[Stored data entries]
>>>>>
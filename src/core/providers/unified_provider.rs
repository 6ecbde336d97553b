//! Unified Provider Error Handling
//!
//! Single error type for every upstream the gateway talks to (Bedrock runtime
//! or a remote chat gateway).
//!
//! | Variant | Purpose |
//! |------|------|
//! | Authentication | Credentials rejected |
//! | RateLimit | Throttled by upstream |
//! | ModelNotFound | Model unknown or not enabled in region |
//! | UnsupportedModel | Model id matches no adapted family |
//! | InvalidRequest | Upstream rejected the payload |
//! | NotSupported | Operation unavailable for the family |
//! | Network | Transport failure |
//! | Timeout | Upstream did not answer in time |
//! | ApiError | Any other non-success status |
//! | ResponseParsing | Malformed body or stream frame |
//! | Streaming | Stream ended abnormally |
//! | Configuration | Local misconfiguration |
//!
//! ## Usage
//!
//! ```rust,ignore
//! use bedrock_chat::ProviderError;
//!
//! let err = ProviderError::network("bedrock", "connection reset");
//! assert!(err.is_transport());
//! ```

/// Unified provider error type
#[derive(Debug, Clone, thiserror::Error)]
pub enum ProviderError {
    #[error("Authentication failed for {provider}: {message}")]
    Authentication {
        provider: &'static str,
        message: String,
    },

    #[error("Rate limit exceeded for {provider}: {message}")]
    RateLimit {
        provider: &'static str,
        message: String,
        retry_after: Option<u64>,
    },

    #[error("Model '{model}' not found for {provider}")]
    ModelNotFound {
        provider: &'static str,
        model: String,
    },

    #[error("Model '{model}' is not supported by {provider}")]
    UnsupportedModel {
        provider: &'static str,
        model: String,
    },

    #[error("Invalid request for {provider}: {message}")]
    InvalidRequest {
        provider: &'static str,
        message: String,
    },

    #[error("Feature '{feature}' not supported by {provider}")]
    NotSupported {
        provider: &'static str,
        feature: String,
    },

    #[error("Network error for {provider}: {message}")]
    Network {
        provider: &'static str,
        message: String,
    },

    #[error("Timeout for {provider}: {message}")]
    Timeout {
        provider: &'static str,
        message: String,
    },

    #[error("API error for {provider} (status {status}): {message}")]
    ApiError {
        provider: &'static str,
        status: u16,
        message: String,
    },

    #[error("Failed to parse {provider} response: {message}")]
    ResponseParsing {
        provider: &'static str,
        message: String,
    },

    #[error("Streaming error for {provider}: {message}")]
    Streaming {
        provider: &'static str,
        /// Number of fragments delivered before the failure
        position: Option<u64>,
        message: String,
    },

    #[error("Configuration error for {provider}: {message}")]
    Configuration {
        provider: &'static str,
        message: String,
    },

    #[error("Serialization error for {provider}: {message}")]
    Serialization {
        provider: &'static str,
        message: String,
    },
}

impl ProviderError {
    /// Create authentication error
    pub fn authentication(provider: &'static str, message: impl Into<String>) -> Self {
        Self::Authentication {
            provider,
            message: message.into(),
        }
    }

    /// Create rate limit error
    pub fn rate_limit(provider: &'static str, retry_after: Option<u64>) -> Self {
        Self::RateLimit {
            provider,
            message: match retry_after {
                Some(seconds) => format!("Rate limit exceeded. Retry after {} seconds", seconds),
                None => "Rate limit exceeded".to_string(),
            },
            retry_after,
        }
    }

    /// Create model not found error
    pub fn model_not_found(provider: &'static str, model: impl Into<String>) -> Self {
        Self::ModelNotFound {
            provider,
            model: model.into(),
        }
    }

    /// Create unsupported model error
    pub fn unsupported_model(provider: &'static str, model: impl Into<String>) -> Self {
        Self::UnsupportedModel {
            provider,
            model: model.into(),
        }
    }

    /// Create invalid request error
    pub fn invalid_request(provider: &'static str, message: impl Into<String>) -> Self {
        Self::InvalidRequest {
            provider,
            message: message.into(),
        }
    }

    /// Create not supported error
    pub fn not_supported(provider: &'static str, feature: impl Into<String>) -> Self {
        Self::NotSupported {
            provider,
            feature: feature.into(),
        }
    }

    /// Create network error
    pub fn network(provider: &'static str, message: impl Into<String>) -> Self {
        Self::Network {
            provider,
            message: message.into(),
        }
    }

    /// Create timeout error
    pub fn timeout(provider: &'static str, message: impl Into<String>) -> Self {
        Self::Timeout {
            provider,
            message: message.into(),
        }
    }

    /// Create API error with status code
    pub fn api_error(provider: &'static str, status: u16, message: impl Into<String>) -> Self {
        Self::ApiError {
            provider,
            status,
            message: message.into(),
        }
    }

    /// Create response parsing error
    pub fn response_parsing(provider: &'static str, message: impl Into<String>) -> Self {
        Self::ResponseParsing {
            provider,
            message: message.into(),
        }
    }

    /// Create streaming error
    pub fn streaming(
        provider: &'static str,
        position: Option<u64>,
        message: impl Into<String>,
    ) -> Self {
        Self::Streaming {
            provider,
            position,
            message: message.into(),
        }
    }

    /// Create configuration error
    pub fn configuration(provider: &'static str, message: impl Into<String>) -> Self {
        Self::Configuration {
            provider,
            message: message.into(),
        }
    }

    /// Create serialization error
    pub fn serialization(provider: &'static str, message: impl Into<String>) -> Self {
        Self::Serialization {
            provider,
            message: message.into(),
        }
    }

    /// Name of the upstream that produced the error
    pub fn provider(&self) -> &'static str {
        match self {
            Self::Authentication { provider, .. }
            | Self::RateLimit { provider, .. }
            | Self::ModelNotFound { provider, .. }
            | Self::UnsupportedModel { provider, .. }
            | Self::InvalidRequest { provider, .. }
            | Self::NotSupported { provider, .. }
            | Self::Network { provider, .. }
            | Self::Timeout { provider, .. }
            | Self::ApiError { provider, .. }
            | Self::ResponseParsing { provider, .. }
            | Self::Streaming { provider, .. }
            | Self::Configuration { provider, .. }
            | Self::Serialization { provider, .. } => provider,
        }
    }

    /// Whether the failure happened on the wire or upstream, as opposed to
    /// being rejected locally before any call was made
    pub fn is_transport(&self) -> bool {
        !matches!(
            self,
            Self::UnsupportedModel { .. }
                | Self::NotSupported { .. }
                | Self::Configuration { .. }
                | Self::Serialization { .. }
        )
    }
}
<<<<<
>>>>>
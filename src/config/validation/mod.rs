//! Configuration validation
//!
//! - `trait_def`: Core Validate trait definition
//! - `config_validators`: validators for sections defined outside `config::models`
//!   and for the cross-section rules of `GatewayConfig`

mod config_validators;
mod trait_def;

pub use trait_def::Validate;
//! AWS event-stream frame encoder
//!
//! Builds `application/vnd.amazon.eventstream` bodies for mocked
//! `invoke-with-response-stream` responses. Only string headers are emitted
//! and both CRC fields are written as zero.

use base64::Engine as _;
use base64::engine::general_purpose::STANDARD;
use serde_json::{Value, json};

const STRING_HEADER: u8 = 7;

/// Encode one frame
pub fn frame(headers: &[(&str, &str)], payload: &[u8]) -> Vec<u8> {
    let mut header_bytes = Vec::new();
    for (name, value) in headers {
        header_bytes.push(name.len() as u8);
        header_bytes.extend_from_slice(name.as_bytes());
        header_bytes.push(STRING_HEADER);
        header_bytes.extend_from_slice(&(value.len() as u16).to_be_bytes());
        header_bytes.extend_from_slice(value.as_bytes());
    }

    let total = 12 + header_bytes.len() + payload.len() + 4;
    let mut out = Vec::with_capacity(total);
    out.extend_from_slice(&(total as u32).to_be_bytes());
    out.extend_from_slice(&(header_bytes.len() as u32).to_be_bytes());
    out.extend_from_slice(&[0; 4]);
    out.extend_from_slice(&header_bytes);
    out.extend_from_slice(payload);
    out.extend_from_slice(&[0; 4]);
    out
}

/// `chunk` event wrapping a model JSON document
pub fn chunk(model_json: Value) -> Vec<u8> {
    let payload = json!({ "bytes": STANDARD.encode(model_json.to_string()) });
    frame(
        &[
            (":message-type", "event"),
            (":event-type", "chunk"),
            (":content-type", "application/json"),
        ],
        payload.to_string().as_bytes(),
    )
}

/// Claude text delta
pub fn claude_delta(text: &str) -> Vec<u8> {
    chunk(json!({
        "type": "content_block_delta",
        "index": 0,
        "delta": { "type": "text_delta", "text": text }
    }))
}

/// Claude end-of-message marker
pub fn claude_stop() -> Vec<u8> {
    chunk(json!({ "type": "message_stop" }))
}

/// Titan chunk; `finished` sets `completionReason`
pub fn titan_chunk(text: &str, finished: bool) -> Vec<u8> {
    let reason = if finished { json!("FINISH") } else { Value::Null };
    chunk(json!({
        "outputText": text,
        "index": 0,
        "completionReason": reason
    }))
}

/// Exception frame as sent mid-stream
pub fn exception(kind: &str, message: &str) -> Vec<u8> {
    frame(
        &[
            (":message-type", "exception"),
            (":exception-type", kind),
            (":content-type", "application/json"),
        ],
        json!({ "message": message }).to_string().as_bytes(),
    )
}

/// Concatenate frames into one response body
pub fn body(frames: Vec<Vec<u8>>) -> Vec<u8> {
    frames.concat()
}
<<<<<
> Work to complete
Write out exactly the lines above between the line with "filename src/core/providers/unified_provider.rs" and the line with "pub enum ProviderError", inclusive, and nothing beyond them.

> Response to the exercise
filename src/core/providers/unified_provider.rs
repository 6ecbde336d97553b
//! Unified Provider Error Handling
//!
//! Single error type for every upstream the gateway talks to (Bedrock runtime
//! or a remote chat gateway).
//!
//! | Variant | Purpose |
//! |------|------|
//! | Authentication | Credentials rejected |
//! | RateLimit | Throttled by upstream |
//! | ModelNotFound | Model unknown or not enabled in region |
//! | UnsupportedModel | Model id matches no adapted family |
//! | InvalidRequest | Upstream rejected the payload |
//! | NotSupported | Operation unavailable for the family |
//! | Network | Transport failure |
//! | Timeout | Upstream did not answer in time |
//! | ApiError | Any other non-success status |
//! | ResponseParsing | Malformed body or stream frame |
//! | Streaming | Stream ended abnormally |
//! | Configuration | Local misconfiguration |
//!
//! ## Usage
//!
//! ```rust,ignore
//! use bedrock_chat::ProviderError;
//!
//! let err = ProviderError::network("bedrock", "connection reset");
//! assert!(err.is_transport());
//! ```

/// Unified provider error type
#[derive(Debug, Clone, thiserror::Error)]
pub enum ProviderError {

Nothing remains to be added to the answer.